The woman looked about as guilty as an arsonist could.
“You start the fire?” Ben asked her. The old man must have been reading my mind.
“Nope.”
Hmmmm. Pops shot me a look that told me he wasn’t sure if Joan was lying or telling the truth.
“You sure seem nervous,” Pops said.
“Yeah, well, I got Max in the backseat of my car.”
I bolted past her and grabbed the passenger door handle, but she got around me, leaning her weight against the door so I couldn’t open it without jerking her out of the way. Which I put my hand on her wrist to do.
“Listen to me,” she said, hands up. “Rabbit tried to kill him—”
“What?”
“He’s been shot. Twice, actually. Flesh wounds. The one in his calf, I need to take the bullet out.”
“Get the fuck out of my way!” I jerked her sideways and opened the door. My brother’s half-conscious body nearly toppled out onto the ground.
“Jesus,” I groaned, catching him before he landed in the dirt. Pops was beside me, useless and frail, but trying. I had to give him that.
“I tried to tell you,” Joan said.
This is how it ends, I thought, with my brother bleeding out in the backseat of some shit car, shot by his own fucking “brothers.”
God, what a fucking cliché.
Annie came back out holding a duffle bag and a half-full black plastic garbage bag. “Oh my God,” she cried and then dropped the stuff, bolting across the dirt to help me.
It took some work, but we got him back inside the car. I shut the door and ran around to the other side and opened that door. Pops followed as fast as he could.
Max was bleeding from a head wound and from his calf. The wound on his calf was tied off with a red bandana that was totally saturated with blood.
“Max,” I said, crawling as best I could into the car. “Max, are you all right?”
His eyes fluttered open and fluttered shut again.

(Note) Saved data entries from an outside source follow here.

use std::path::PathBuf;

use anyhow::Result;
use chrono::NaiveDate;
use clap::{Args, Parser, Subcommand};
use tracing_subscriber::EnvFilter;

use barlist_engine::config::{ReconcileConfig, load_config_path};
use vault_ledger::registry::{FundRegistry, load_registry_path};
use vault_ledger::verify::{VerifyRequest, run_verification};
use vault_ledger::{db, history};

#[derive(Parser)]
#[command(version, about = "Vault Ledger CLI")]
struct Cli {
    #[command(subcommand)]
    cmd: Cmd,
}

#[derive(Subcommand)]
enum Cmd {
    /// Verify one fund's bar list against its metrics and history
    Verify {
        /// Fund id from the registry (e.g. "invesco")
        #[arg(long)]
        fund: String,

        /// Path to the already-fetched bar-list document text
        #[arg(long, value_name = "FILE")]
        document: PathBuf,

        /// Snapshot date (YYYY-MM-DD)
        #[arg(long)]
        date: NaiveDate,

        /// Directory with per-fund metrics JSON files
        #[arg(long, value_name = "DIR", default_value = "comex_data")]
        metrics_dir: PathBuf,

        /// SQLite ledger path (defaults to $VAULT_LEDGER_DB, then vault_ledger.db)
        #[arg(long)]
        db: Option<String>,

        /// Output directory for verification reports
        #[arg(long, value_name = "DIR", default_value = "reports")]
        out: PathBuf,

        /// Reconciler config TOML (defaults apply when omitted)
        #[arg(long, value_name = "FILE")]
        config: Option<PathBuf>,

        /// Fund registry TOML (built-in funds when omitted)
        #[arg(long, value_name = "FILE")]
        registry: Option<PathBuf>,
    },

    History(HistoryCmd),
}

/// Inspect or reset the bar-history ledger
#[derive(Args)]
struct HistoryCmd {
    #[command(subcommand)]
    sub: HistorySub,
}

#[derive(Subcommand)]
enum HistorySub {
    /// Delete a fund's ledger rows and start fresh
    Reset {
        /// Fund id to wipe
        #[arg(long)]
        fund: String,

        /// SQLite ledger path (defaults to $VAULT_LEDGER_DB, then vault_ledger.db)
        #[arg(long)]
        db: Option<String>,
    },
}

fn default_db_path() -> String {
    shared_utils::env::env_var_or("VAULT_LEDGER_DB", "vault_ledger.db")
}

fn main() -> Result<()> {
    tracing_subscriber::fmt()
        .with_env_filter(
            EnvFilter::try_from_default_env().unwrap_or_else(|_| EnvFilter::new("info")),
        )
        .init();

    let cli = Cli::parse();

    match cli.cmd {
        Cmd::Verify {
            fund,
            document,
            date,
            metrics_dir,
            db,
            out,
            config,
            registry,
        } => {
            let config = match config {
                Some(path) => load_config_path(&path)?,
                None => ReconcileConfig::default(),
            };
            let registry = match registry {
                Some(path) => load_registry_path(&path)?,
                None => FundRegistry::builtin(),
            };
            let db_path = db.unwrap_or_else(default_db_path);

            let outcome = run_verification(&VerifyRequest {
                fund: &fund,
                document: &document,
                date,
                metrics_dir: &metrics_dir,
                db_path: &db_path,
                out_dir: &out,
                config,
                registry: &registry,
            })?;

            println!(
                "{}: {:?} ({} bars, {} finding(s)) -> {}",
                fund,
                outcome.result.status,
                outcome.result.bar_count,
                outcome.result.discrepancies.len(),
                outcome.report_path.display(),
            );
            if let Some(summary) = &outcome.summary {
                for ((vault, brand), agg) in &summary.by_group {
                    println!("  {vault} / {brand}: {} bar(s), {} oz", agg.bar_count, agg.total_weight_oz);
                }
            }
            if let Some(delta) = outcome.delta {
                println!("{delta}");
            }
        }

        Cmd::History(HistoryCmd {
            sub: HistorySub::Reset { fund, db },
        }) => {
            let db_path = db.unwrap_or_else(default_db_path);
            db::migrate::run_sqlite(&db_path)?;
            let mut conn = db::connection::connect_sqlite(&db_path)?;
            let removed = history::reset_fund(&mut conn, &fund)?;
            println!("{fund}: {removed} bar(s) forgotten");
        }
    }

    Ok(())
}
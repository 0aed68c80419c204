#![allow(dead_code)]

use std::path::PathBuf;

use diesel::QueryableByName;
use diesel::prelude::*;
use diesel::sql_types::{Integer, Text};
use tempfile::TempDir;
use vault_ledger::db::{connection, migrate};

#[derive(QueryableByName)]
struct JournalMode {
    #[diesel(sql_type = Text)]
    journal_mode: String,
}
#[derive(QueryableByName)]
struct ForeignKeys {
    #[diesel(sql_type = Integer)]
    foreign_keys: i32,
}
#[derive(QueryableByName)]
struct BusyTimeout {
    #[diesel(sql_type = Integer, column_name = "timeout")]
    busy_timeout: i32,
}

pub struct TestDb {
    _dir: TempDir,    // keep alive for the life of the test
    pub path: String, // <tmpdir>/test.db
}

pub fn setup_db() -> (TestDb, SqliteConnection) {
    let dir = TempDir::new().expect("tempdir");
    let mut p = PathBuf::from(dir.path());
    p.push("test.db");
    let path = p.to_string_lossy().to_string();

    migrate::run_sqlite(&path).expect("migrations");

    let conn = connection::connect_sqlite(&path).expect("connect");
    (TestDb { _dir: dir, path }, conn)
}

pub fn assert_sqlite_pragmas(conn: &mut SqliteConnection) {
    use diesel::sql_query;

    let jm: JournalMode = sql_query("PRAGMA journal_mode;").get_result(conn).unwrap();
    assert_eq!(jm.journal_mode.to_lowercase(), "wal"); // WAL is persistent per DB file

    let fk: ForeignKeys = sql_query("PRAGMA foreign_keys;").get_result(conn).unwrap();
    assert_eq!(fk.foreign_keys, 1);

    let bt: BusyTimeout = sql_query("PRAGMA busy_timeout;").get_result(conn).unwrap();
    assert_eq!(bt.busy_timeout, 5000);
}
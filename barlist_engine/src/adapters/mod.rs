//! Document adapters for custodian bar-list documents.
//!
//! This module defines the [`DocumentAdapter`] trait, the unified interface
//! for turning one provider family's raw bar-list text into a sequence of
//! raw field tuples plus the document's own header summary.
//!
//! Each custodian publishes a different table layout, so there is one
//! adapter per provider family ([`wisdomtree`], [`invesco`]); all adapters
//! expose the same output contract and are selected at runtime by provider
//! identifier via [`adapter_for`]. Adding a provider means adding an
//! adapter, never branching inside shared logic.
//!
//! Adapters are pure readers: one finite pass over the supplied text,
//! restartable by calling [`DocumentAdapter::parse`] again, no side effects.

pub mod errors;
pub mod invesco;
pub mod wisdomtree;

pub use errors::ParseError;

use chrono::NaiveDate;
use rust_decimal::Decimal;

use crate::normalize::WeightUnit;

/// One raw data row, before normalization.
///
/// Field contents are provider-shaped text; the normalizer owns cleanup and
/// unit conversion.
#[derive(Debug, Clone, PartialEq, Eq)]
pub struct RawBarRow {
    /// Serial number text as printed, possibly multi-token.
    pub serial_text: String,
    /// Weight text as printed (may contain thousands separators).
    pub weight_text: String,
    /// Refiner/brand text; empty when the row does not carry one.
    pub brand_text: String,
    /// Vault/location text; empty when the row does not carry one.
    pub vault_text: String,
}

/// Metadata the document declares about itself, extracted from its preamble.
///
/// Used to derive the snapshot date and to cross-check declared totals
/// against the parsed rows.
#[derive(Debug, Clone, Default, PartialEq, Eq)]
pub struct DocumentHeader {
    /// The as-of date printed on the document, when present.
    pub as_of: Option<NaiveDate>,
    /// Bar count the document claims to contain.
    pub declared_bar_count: Option<u64>,
    /// Total weight (troy ounces) the document claims to contain.
    pub declared_total_oz: Option<Decimal>,
}

/// The full output of one adapter pass.
#[derive(Debug, Clone, PartialEq, Eq)]
pub struct ParsedDocument {
    /// Self-declared document metadata.
    pub header: DocumentHeader,
    /// The weight unit this provider publishes in.
    pub unit: WeightUnit,
    /// Raw field tuples, in document order.
    pub rows: Vec<RawBarRow>,
}

/// Converts one provider family's bar-list text into raw field tuples.
pub trait DocumentAdapter: std::fmt::Debug {
    /// Provider identifier this adapter handles (lowercase).
    fn provider(&self) -> &'static str;

    /// Parses the document text in one pass.
    ///
    /// Fails with [`ParseError`] when the text is empty or its structural
    /// markers are absent; the error must be surfaced, not swallowed.
    fn parse(&self, text: &str) -> Result<ParsedDocument, ParseError>;
}

/// Selects the adapter for `provider` at runtime.
pub fn adapter_for(provider: &str) -> Result<Box<dyn DocumentAdapter>, ParseError> {
    match provider {
        wisdomtree::PROVIDER => Ok(Box::new(wisdomtree::WisdomTreeAdapter)),
        invesco::PROVIDER => Ok(Box::new(invesco::InvescoAdapter)),
        other => Err(ParseError::UnknownProvider(other.to_string())),
    }
}
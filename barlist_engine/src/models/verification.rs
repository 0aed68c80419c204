//! The persisted outcome of one fund/date verification run.

use chrono::NaiveDate;
use rust_decimal::Decimal;
use serde::{Deserialize, Serialize};

use crate::models::discrepancy::{Discrepancy, Severity};

/// Terminal status of a verification run.
#[derive(Debug, Clone, Copy, PartialEq, Eq, Serialize, Deserialize)]
#[serde(rename_all = "snake_case")]
pub enum VerificationStatus {
    /// The discrepancy list is empty.
    Ok,
    /// At least one discrepancy of any severity was found.
    DiscrepancyFound,
    /// No document could be obtained or parsed for this fund/date;
    /// reconciliation did not run.
    FetchFailed,
}

/// Top-level persisted artifact for one fund/date.
///
/// Field declaration order is the serialization order, and the struct carries
/// no timestamps or other runtime metadata: two runs over identical inputs
/// must produce byte-identical JSON. Downstream time-series builders read
/// `bar_count`, `total_weight_oz`, `fund_reported_oz` and `status`, so those
/// names and types are stable.
#[derive(Debug, Clone, PartialEq, Eq, Serialize, Deserialize)]
pub struct VerificationResult {
    pub fund_id: String,
    pub snapshot_date: NaiveDate,
    pub bar_count: u64,
    pub total_weight_oz: Decimal,
    pub fund_reported_oz: Option<Decimal>,
    pub discrepancies: Vec<Discrepancy>,
    pub status: VerificationStatus,
}

impl VerificationResult {
    /// Result for a fund/date where no document was available or parseable.
    ///
    /// Reconciliation is skipped entirely; the artifact is still persisted so
    /// the failure is visible in the time series.
    pub fn fetch_failed(
        fund_id: impl Into<String>,
        snapshot_date: NaiveDate,
        fund_reported_oz: Option<Decimal>,
    ) -> Self {
        Self {
            fund_id: fund_id.into(),
            snapshot_date,
            bar_count: 0,
            total_weight_oz: Decimal::ZERO,
            fund_reported_oz,
            discrepancies: Vec::new(),
            status: VerificationStatus::FetchFailed,
        }
    }

    /// The highest severity among the findings, if any.
    pub fn max_severity(&self) -> Option<Severity> {
        self.discrepancies.iter().map(|d| d.severity).max()
    }
}
//! Bar-list verification engine for physical silver ETC funds.
//!
//! Reconciles two independently sourced views of the same inventory: the
//! bar-level lists custodians publish and the fund-level totals the issuers
//! report. The pipeline is document adapter → normalizer → aggregator →
//! reconciler → report writer; each stage is its own module and the whole
//! chain is composed by [`verify_document`].

pub mod adapters;
pub mod aggregate;
pub mod config;
pub mod errors;
pub mod metrics;
pub mod models;
pub mod normalize;
pub mod reconcile;
pub mod report;

use chrono::NaiveDate;

use crate::aggregate::InventorySummary;
use crate::config::ReconcileConfig;
use crate::metrics::FundMetrics;
use crate::models::bar::BarRecord;
use crate::models::verification::VerificationResult;
use crate::reconcile::ReconcileInputs;

/// The outcome of verifying one document: the persisted result plus the
/// normalized record set, which the caller retains as the next run's
/// previous snapshot, and the per-vault/brand breakdown for display.
#[derive(Debug, Clone)]
pub struct VerificationRun {
    pub result: VerificationResult,
    pub records: Vec<BarRecord>,
    pub summary: InventorySummary,
}

/// Runs the full verification chain over one already-acquired document.
///
/// `previous` is the prior run's record set (`None` on the first run) and is
/// only consumed, never stored — cross-run state stays with the caller.
/// Fails with [`errors::Error::Parse`] when the document cannot be parsed;
/// the caller records that as a `fetch_failed` result.
pub fn verify_document(
    provider: &str,
    fund_id: &str,
    snapshot_date: NaiveDate,
    text: &str,
    metrics: Option<&FundMetrics>,
    previous: Option<&[BarRecord]>,
    cfg: &ReconcileConfig,
) -> Result<VerificationRun, errors::Error> {
    let adapter = adapters::adapter_for(provider)?;
    let document = adapter.parse(text)?;
    let batch = normalize::normalize_rows(&document, provider, snapshot_date);
    let summary = aggregate::aggregate(&batch.records);

    let result = reconcile::reconcile(
        &ReconcileInputs {
            fund_id,
            provider,
            snapshot_date,
            current: &batch.records,
            summary: &summary,
            failures: &batch.failures,
            metrics,
            previous,
            header: &document.header,
        },
        cfg,
    );

    Ok(VerificationRun {
        result,
        records: batch.records,
        summary,
    })
}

Pops leaned in beside me. He made a soft groan in his throat at the sight of his oldest boy. The rope that tied this moment, this awful blood-soaked moment, to my father, to the way he raised us and the choices he
gave us, was strung tight around his neck. I could say something about the sins of the father, wrap my fist in that rope, and pull. But one look at the old man’s ravaged face and I could see that he was already doing it.
“Annie,” I said. “Go get some towels.” Her eyes wide in a white face, she nodded and darted off again, and I tried to see under the bandana tied around Max’s leg.

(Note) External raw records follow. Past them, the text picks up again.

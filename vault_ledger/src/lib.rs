//! Cross-run state and orchestration for bar-list verification.
//!
//! The engine crate reconciles one snapshot; this crate remembers the
//! previous ones. It keeps a SQLite ledger of every bar ever seen per fund,
//! feeds the previous snapshot back into the reconciler, computes a
//! human-readable delta per run, and drives the whole chain from the
//! `vault-ledger` binary.

pub mod db;
pub mod delta;
pub mod history;
pub mod models;
pub mod registry;
pub mod schema;
pub mod verify;
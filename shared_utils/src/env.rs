use thiserror::Error;

/// An environment variable required by the application is not set.
#[derive(Debug, Error)]
#[error("Missing environment variable: {0}")]
pub struct MissingEnvVarError(pub String);

/// Reads an environment variable, returning a structured error if it's missing.
///
/// This is a thin wrapper around `std::env::var` that provides a more
/// ergonomic and specific error type for missing variables.
///
/// # Arguments
/// * `name` - The name of the environment variable to read.
pub fn get_env_var(name: &str) -> Result<String, MissingEnvVarError> {
    std::env::var(name).map_err(|_| MissingEnvVarError(name.to_string()))
}

/// Reads an environment variable, falling back to `default` when unset.
///
/// # Arguments
/// * `name` - The name of the environment variable to read.
/// * `default` - Value returned when the variable is not set.
pub fn env_var_or(name: &str, default: &str) -> String {
    std::env::var(name).unwrap_or_else(|_| default.to_string())
}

“The bullet is buried in the muscle. No bones,” Joan said. “I can get it out and I can stitch it up. I’ve got materials in my stuff. But we need to get out of here.”

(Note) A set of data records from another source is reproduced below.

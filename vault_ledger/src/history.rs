//! Persistent bar history: every bar ever seen per fund.
//!
//! ## What this does
//! - Loads the previously recorded snapshot so the reconciler can compare
//!   against it (the reconciler itself stays a pure function; this module
//!   owns the cross-run state).
//! - Merges a new snapshot into the ledger: upserts current bars, marks
//!   absentees `removed`, counts re-entries, and appends to the run log.
//!
//! ## Transactions & consistency
//! A snapshot merge runs inside a single **`BEGIN IMMEDIATE`** transaction
//! via `SqliteConnection::immediate_transaction`. This reduces `SQLITE_BUSY`
//! surprises and ensures the whole snapshot is recorded or none of it.
//!
//! ## Repeats
//! Re-recording an already-recorded `(fund, date)` is a no-op: the delta
//! comes back flagged `is_repeat` and nothing is written.

use std::collections::BTreeMap;

use anyhow::Context;
use barlist_engine::models::bar::BarRecord;
use chrono::NaiveDate;
use diesel::SqliteConnection;
use diesel::prelude::*;
use rust_decimal::Decimal;

use crate::delta::{BarSummary, SnapshotDelta, VaultTransfer};
use crate::models::{BarHistoryRow, NewBarHistoryRow, NewSnapshotLogRow};

const STATUS_PRESENT: &str = "present";
const STATUS_REMOVED: &str = "removed";

const DATE_FMT: &str = "%Y-%m-%d";

/// The most recent snapshot date recorded for `fund`, if any.
pub fn last_recorded_date(
    conn: &mut SqliteConnection,
    fund_id: &str,
) -> anyhow::Result<Option<NaiveDate>> {
    use crate::schema::snapshot_log::dsl as sl;

    let latest: Option<String> = sl::snapshot_log
        .filter(sl::fund.eq(fund_id))
        .select(diesel::dsl::max(sl::snapshot_date))
        .first(conn)?;

    latest
        .map(|raw| {
            NaiveDate::parse_from_str(&raw, DATE_FMT)
                .with_context(|| format!("bad snapshot date in ledger: {raw}"))
        })
        .transpose()
}

/// Loads the previously recorded snapshot's record set for the reconciler.
///
/// Returns `Ok(None)` when the fund has no recorded history (first run).
pub fn load_previous(
    conn: &mut SqliteConnection,
    fund_id: &str,
    provider: &str,
) -> anyhow::Result<Option<Vec<BarRecord>>> {
    use crate::schema::bar_history::dsl as bh;

    let Some(prev_date) = last_recorded_date(conn, fund_id)? else {
        return Ok(None);
    };

    let rows: Vec<BarHistoryRow> = bh::bar_history
        .filter(bh::fund.eq(fund_id).and(bh::status.eq(STATUS_PRESENT)))
        .order(bh::serial.asc())
        .load(conn)?;

    let mut records = Vec::with_capacity(rows.len());
    for row in rows {
        let weight_oz: Decimal = row
            .weight_oz
            .parse()
            .with_context(|| format!("bad weight in ledger for serial {}: {}", row.serial, row.weight_oz))?;
        records.push(BarRecord {
            serial: row.serial,
            weight_oz,
            brand: row.brand,
            vault: row.vault,
            source_provider: provider.to_string(),
            snapshot_date: prev_date,
        });
    }

    Ok(Some(records))
}

/// Merges one snapshot into the ledger and returns what changed.
///
/// Duplicate serials within `bars` collapse to their first occurrence here;
/// surfacing duplicates is the reconciler's job, not the ledger's.
pub fn record_snapshot(
    conn: &mut SqliteConnection,
    fund_id: &str,
    date: NaiveDate,
    bars: &[BarRecord],
) -> anyhow::Result<SnapshotDelta> {
    use crate::schema::bar_history::dsl as bh;
    use crate::schema::snapshot_log::dsl as sl;

    let date_str = date.format(DATE_FMT).to_string();

    conn.immediate_transaction::<_, anyhow::Error, _>(|conn| {
        let prev_date = last_recorded_date(conn, fund_id)?;

        let already: i64 = sl::snapshot_log
            .filter(sl::fund.eq(fund_id).and(sl::snapshot_date.eq(&date_str)))
            .count()
            .get_result(conn)?;
        if already > 0 {
            return Ok(SnapshotDelta::repeat(date, prev_date, bars.len()));
        }

        let history_rows: Vec<BarHistoryRow> =
            bh::bar_history.filter(bh::fund.eq(fund_id)).load(conn)?;
        let mut history: BTreeMap<&str, &BarHistoryRow> = BTreeMap::new();
        for row in &history_rows {
            history.insert(row.serial.as_str(), row);
        }

        let mut current: BTreeMap<&str, &BarRecord> = BTreeMap::new();
        for bar in bars {
            current.entry(bar.serial.as_str()).or_insert(bar);
        }

        let mut delta = SnapshotDelta {
            snapshot_date: Some(date),
            prev_date,
            is_first_snapshot: prev_date.is_none(),
            total_current: current.len(),
            ..SnapshotDelta::default()
        };

        for (serial, bar) in &current {
            match history.get(serial) {
                None => {
                    delta.added.insert(summary_of(bar));
                }
                Some(row) if row.status == STATUS_PRESENT => {
                    if row.vault != bar.vault {
                        delta.transfers.insert(VaultTransfer {
                            serial: (*serial).to_string(),
                            from_vault: row.vault.clone(),
                            to_vault: bar.vault.clone(),
                        });
                    } else {
                        delta.unchanged += 1;
                    }
                }
                Some(_) => {
                    delta.returned.insert(summary_of(bar));
                }
            }
        }

        for row in &history_rows {
            if row.status == STATUS_PRESENT && !current.contains_key(row.serial.as_str()) {
                delta.removed.insert(BarSummary {
                    serial: row.serial.clone(),
                    brand: row.brand.clone(),
                    vault: row.vault.clone(),
                    weight_oz: row.weight_oz.parse().unwrap_or(Decimal::ZERO),
                });
            }
        }

        // Apply: upsert current bars, then flip absentees to removed.
        for (serial, bar) in &current {
            match history.get(serial) {
                Some(row) => {
                    let was_removed = row.status == STATUS_REMOVED;
                    diesel::update(bh::bar_history.filter(bh::id.eq(row.id)))
                        .set((
                            bh::brand.eq(&bar.brand),
                            bh::vault.eq(&bar.vault),
                            bh::weight_oz.eq(bar.weight_oz.to_string()),
                            bh::last_seen.eq(&date_str),
                            bh::appearances.eq(row.appearances + 1),
                            bh::re_entries.eq(row.re_entries + i32::from(was_removed)),
                            bh::status.eq(STATUS_PRESENT),
                        ))
                        .execute(conn)?;
                }
                None => {
                    diesel::insert_into(bh::bar_history)
                        .values(NewBarHistoryRow {
                            fund: fund_id,
                            serial: *serial,
                            brand: &bar.brand,
                            vault: &bar.vault,
                            weight_oz: bar.weight_oz.to_string(),
                            first_seen: date_str.clone(),
                            last_seen: date_str.clone(),
                            appearances: 1,
                            re_entries: 0,
                            status: STATUS_PRESENT,
                        })
                        .execute(conn)?;
                }
            }
        }

        for row in &history_rows {
            if row.status == STATUS_PRESENT && !current.contains_key(row.serial.as_str()) {
                diesel::update(bh::bar_history.filter(bh::id.eq(row.id)))
                    .set(bh::status.eq(STATUS_REMOVED))
                    .execute(conn)?;
            }
        }

        diesel::insert_into(sl::snapshot_log)
            .values(NewSnapshotLogRow {
                fund: fund_id,
                snapshot_date: date_str.clone(),
                bar_count: current.len() as i32,
            })
            .execute(conn)?;

        Ok(delta)
    })
}

/// Bars currently flagged with re-entry history for `fund`.
pub fn reentry_counts(
    conn: &mut SqliteConnection,
    fund_id: &str,
) -> anyhow::Result<Vec<(String, i32)>> {
    use crate::schema::bar_history::dsl as bh;

    let rows: Vec<(String, i32)> = bh::bar_history
        .filter(bh::fund.eq(fund_id).and(bh::re_entries.gt(0)))
        .order(bh::serial.asc())
        .select((bh::serial, bh::re_entries))
        .load(conn)?;
    Ok(rows)
}

/// Deletes all ledger rows for `fund`. Returns how many bar rows went away.
pub fn reset_fund(conn: &mut SqliteConnection, fund_id: &str) -> anyhow::Result<usize> {
    use crate::schema::bar_history::dsl as bh;
    use crate::schema::snapshot_log::dsl as sl;

    conn.immediate_transaction::<_, anyhow::Error, _>(|conn| {
        let bars = diesel::delete(bh::bar_history.filter(bh::fund.eq(fund_id))).execute(conn)?;
        diesel::delete(sl::snapshot_log.filter(sl::fund.eq(fund_id))).execute(conn)?;
        Ok(bars)
    })
}

fn summary_of(bar: &BarRecord) -> BarSummary {
    BarSummary {
        serial: bar.serial.clone(),
        brand: bar.brand.clone(),
        vault: bar.vault.clone(),
        weight_oz: bar.weight_oz,
    }
}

“He needs a hospital,” Annie said, arriving with an armful of towels.
“Hospital won’t work,” Pops said. “It’s a gunshot. There will be too many questions.”
“And we can’t stay here,” Joan said, shoving her bags in the trunk. “I’m not sure if anyone survived that explosion, but if they did, they’re looking for Max.”
“You mean they’re looking for you,” I said.
“They might be.”
“Who did this?” Pops asked.
“Rabbit,” Joan said.
“He dead?” Pops asked.
“I don’t know,” she said. “It’s total chaos over there. But Rabbit wasn’t alone. He had the whole MC on his side. This wasn’t an assassination. It was a coup. You have to believe me. He’s not safe here.”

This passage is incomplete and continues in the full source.